Action item — What lines of the material hold the string "CommandRecognizer"? Pull each of them out.

'''

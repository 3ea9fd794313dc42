//! Audio front-end: the engine contract, its threaded manager and a software
//! engine.
//!
//! ```text
//!             read_cb (500 ms budget)           result_cb
//! mic PCM ──► [feed thread] ──feed()──► engine ──fetch()──► [fetch thread] ──► listener
//!                  ▲                                              ▲
//!                  └──────── RUN | DESTROYING event bits ─────────┘
//! ```

pub mod energy;
pub mod manager;

pub use energy::{EnergyAfe, EnergyAfeConfig};
pub use manager::{AfeDiagnostics, AfeManager, AfeManagerConfig, AfeSnapshot, ReadFn, ResultFn};

use std::time::Duration;

use serde::{Deserialize, Serialize};

use crate::error::Result;

#[derive(Debug, Clone, Copy, PartialEq, Eq, Default)]
pub enum VadState {
    #[default]
    Silence,
    Speech,
}

#[derive(Debug, Clone, Copy, PartialEq, Eq, Default)]
pub enum WakeupState {
    #[default]
    NotDetected,
    Detected,
}

/// A recognised voice command.
#[derive(Debug, Clone, PartialEq, Serialize, Deserialize)]
#[serde(rename_all = "camelCase")]
pub struct VoiceCommand {
    pub phrase_id: i32,
    pub prob: f32,
    pub text: String,
}

/// One processed chunk from the engine.
#[derive(Debug, Clone, Default)]
pub struct FetchResult {
    /// Processed mono PCM, `fetch_chunk_size` samples.
    pub data: Vec<i16>,
    pub vad: VadState,
    pub wakeup: WakeupState,
    /// Starts at 1 when a wake word fired.
    pub wake_word_index: i32,
    pub model_index: i32,
    pub volume_db: f32,
}

/// Engine features that can be toggled at run time.
#[derive(Debug, Clone, Copy, PartialEq, Eq, Hash)]
pub enum AfeFeature {
    WakeNet,
    Vad,
    Aec,
    Se,
}

/// Which features are on.
#[derive(Debug, Clone, Copy, PartialEq, Eq, Default, Serialize, Deserialize)]
#[serde(default)]
pub struct AfeFeatures {
    pub wakeup: bool,
    pub vad: bool,
    pub ns: bool,
    pub aec: bool,
    pub se: bool,
}

/// A front-end engine instance. Implementations are internally synchronised:
/// `feed` and `fetch` run on different threads.
pub trait AfeEngine: Send + Sync {
    fn feed_channel_num(&self) -> usize;

    /// Samples per channel expected by each `feed`.
    fn feed_chunk_size(&self) -> usize;

    /// Samples returned per `fetch`.
    fn fetch_chunk_size(&self) -> usize;

    /// Features the engine was created with.
    fn init_features(&self) -> AfeFeatures;

    /// Push one interleaved chunk of `feed_channel_num × feed_chunk_size` samples.
    ///
    /// # Errors
    /// `InvalidArgument` on a wrong length.
    fn feed(&self, data: &[i16]) -> Result<()>;

    /// Next processed chunk, `None` when nothing arrived within `timeout`.
    fn fetch(&self, timeout: Duration) -> Option<FetchResult>;

    /// Switch a feature; returns whether it is now on.
    fn enable_feature(&self, feature: AfeFeature, on: bool) -> Result<bool>;

    fn reset_vad(&self);

    /// Report a wake word on the next fetched chunk.
    fn trigger_wakeup(&self);
}

/// Outcome of one command-recognition step.
#[derive(Debug, Clone, PartialEq)]
pub enum CommandState {
    Detecting,
    Detected(VoiceCommand),
    Timeout,
}

/// Voice-command recogniser fed with fetched chunks while a detection window
/// is open.
pub trait CommandRecognizer: Send {
    fn detect(&mut self, data: &[i16]) -> CommandState;

    /// Forget partial input before the next window.
    fn clean(&mut self);
}

/// Recogniser with an empty vocabulary: every window times out.
#[derive(Debug, Clone)]
pub struct SilentRecognizer {
    window_samples: usize,
    seen: usize,
}

impl SilentRecognizer {
    pub fn new(timeout: Duration, sample_rate: u32) -> Self {
        Self {
            window_samples: (timeout.as_millis() as usize * sample_rate as usize) / 1000,
            seen: 0,
        }
    }
}

impl CommandRecognizer for SilentRecognizer {
    fn detect(&mut self, data: &[i16]) -> CommandState {
        self.seen += data.len();
        if self.seen >= self.window_samples {
            self.seen = 0;
            CommandState::Timeout
        } else {
            CommandState::Detecting
        }
    }

    fn clean(&mut self) {
        self.seen = 0;
    }
}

'''

Solution —
pub trait CommandRecognizer: Send {
impl CommandRecognizer for SilentRecognizer {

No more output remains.